_YOUR ASSIGNMENT_:
The word "impl" turns up on some lines of this data; say how many, and give no other text.

_Stored data entries_:
------------

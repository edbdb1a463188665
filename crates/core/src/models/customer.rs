use chrono::{DateTime, Utc};
use serde::{Deserialize, Serialize};
use uuid::Uuid;

use crate::errors::{ShopError, ShopResult};

/// Allergens a customer can record on their profile.
pub const ALLERGY_OPTIONS: [&str; 6] = ["gluten", "nuts", "dairy", "eggs", "soy", "sesame"];

/// A storefront customer, linked to an identity-provider user once they sign in.
#[derive(Debug, Clone, PartialEq, Eq, Serialize, Deserialize)]
pub struct CustomerProfile {
    pub id: Uuid,
    pub auth_user_id: Option<Uuid>,
    pub email: String,
    pub full_name: Option<String>,
    pub phone: Option<String>,
    pub address_line1: Option<String>,
    pub address_line2: Option<String>,
    pub town: Option<String>,
    pub postcode: Option<String>,
    /// Lowercase entries from [`ALLERGY_OPTIONS`]
    pub allergies: Vec<String>,
    pub marketing_opt_in: bool,
    pub created_at: DateTime<Utc>,
}

impl CustomerProfile {
    /// Details still needed before the customer can place orders.
    pub fn missing_fields(&self) -> Vec<&'static str> {
        [
            ("full_name", &self.full_name),
            ("phone", &self.phone),
            ("address_line1", &self.address_line1),
            ("postcode", &self.postcode),
        ]
        .into_iter()
        .filter(|(_, value)| value.as_deref().is_none_or(|value| value.trim().is_empty()))
        .map(|(field, _)| field)
        .collect()
    }

    pub fn is_complete(&self) -> bool {
        self.missing_fields().is_empty()
    }
}

#[derive(Debug, Clone, Serialize)]
pub struct CustomerProfileResponse {
    #[serde(flatten)]
    pub profile: CustomerProfile,
    pub missing_fields: Vec<&'static str>,
}

impl From<CustomerProfile> for CustomerProfileResponse {
    fn from(profile: CustomerProfile) -> Self {
        Self {
            missing_fields: profile.missing_fields(),
            profile,
        }
    }
}

/// First contact after sign-in: find or create the profile for this user.
#[derive(Debug, Clone, Serialize, Deserialize)]
pub struct EnsureCustomerRequest {
    pub auth_user_id: Uuid,
    pub email: String,
    #[serde(default)]
    pub marketing_opt_in: bool,
}

impl EnsureCustomerRequest {
    pub fn validate(&self) -> ShopResult<()> {
        let email = self.email.trim();
        if email.is_empty() || !email.contains('@') {
            return Err(ShopError::Validation("a valid email is required".to_string()));
        }
        Ok(())
    }
}

/// Replaces the editable profile fields.
#[derive(Debug, Clone, Default, Serialize, Deserialize)]
pub struct UpdateProfileRequest {
    pub full_name: String,
    pub phone: String,
    pub address_line1: String,
    #[serde(default)]
    pub address_line2: Option<String>,
    #[serde(default)]
    pub town: Option<String>,
    pub postcode: String,
    #[serde(default)]
    pub allergies: Vec<String>,
    #[serde(default)]
    pub marketing_opt_in: bool,
}

/// An `UpdateProfileRequest` after trimming and validation.
#[derive(Debug, Clone, PartialEq, Eq)]
pub struct ProfileUpdate {
    pub full_name: String,
    pub phone: String,
    pub address_line1: String,
    pub address_line2: Option<String>,
    pub town: Option<String>,
    pub postcode: String,
    pub allergies: Vec<String>,
    pub marketing_opt_in: bool,
}

fn trimmed(value: Option<&str>) -> Option<String> {
    value
        .map(str::trim)
        .filter(|value| !value.is_empty())
        .map(str::to_string)
}

impl UpdateProfileRequest {
    /// Trims every field, lowercases and de-duplicates allergies, and rejects
    /// blank required fields or allergies outside [`ALLERGY_OPTIONS`].
    pub fn normalize(&self) -> ShopResult<ProfileUpdate> {
        let mut errors = Vec::new();

        let required = [
            ("full name", &self.full_name),
            ("phone", &self.phone),
            ("address line 1", &self.address_line1),
            ("postcode", &self.postcode),
        ];
        for (label, value) in required {
            if value.trim().is_empty() {
                errors.push(format!("{} is required", label));
            }
        }

        let mut allergies: Vec<String> = Vec::new();
        for allergy in &self.allergies {
            let allergy = allergy.trim().to_lowercase();
            if allergy.is_empty() || allergies.contains(&allergy) {
                continue;
            }
            if !ALLERGY_OPTIONS.contains(&allergy.as_str()) {
                errors.push(format!("unknown allergy '{}'", allergy));
                continue;
            }
            allergies.push(allergy);
        }

        if !errors.is_empty() {
            return Err(ShopError::Validation(errors.join("; ")));
        }

        Ok(ProfileUpdate {
            full_name: self.full_name.trim().to_string(),
            phone: self.phone.trim().to_string(),
            address_line1: self.address_line1.trim().to_string(),
            address_line2: trimmed(self.address_line2.as_deref()),
            town: trimmed(self.town.as_deref()),
            postcode: self.postcode.trim().to_uppercase(),
            allergies,
            marketing_opt_in: self.marketing_opt_in,
        })
    }
}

------------

_TASK RESULT_:
4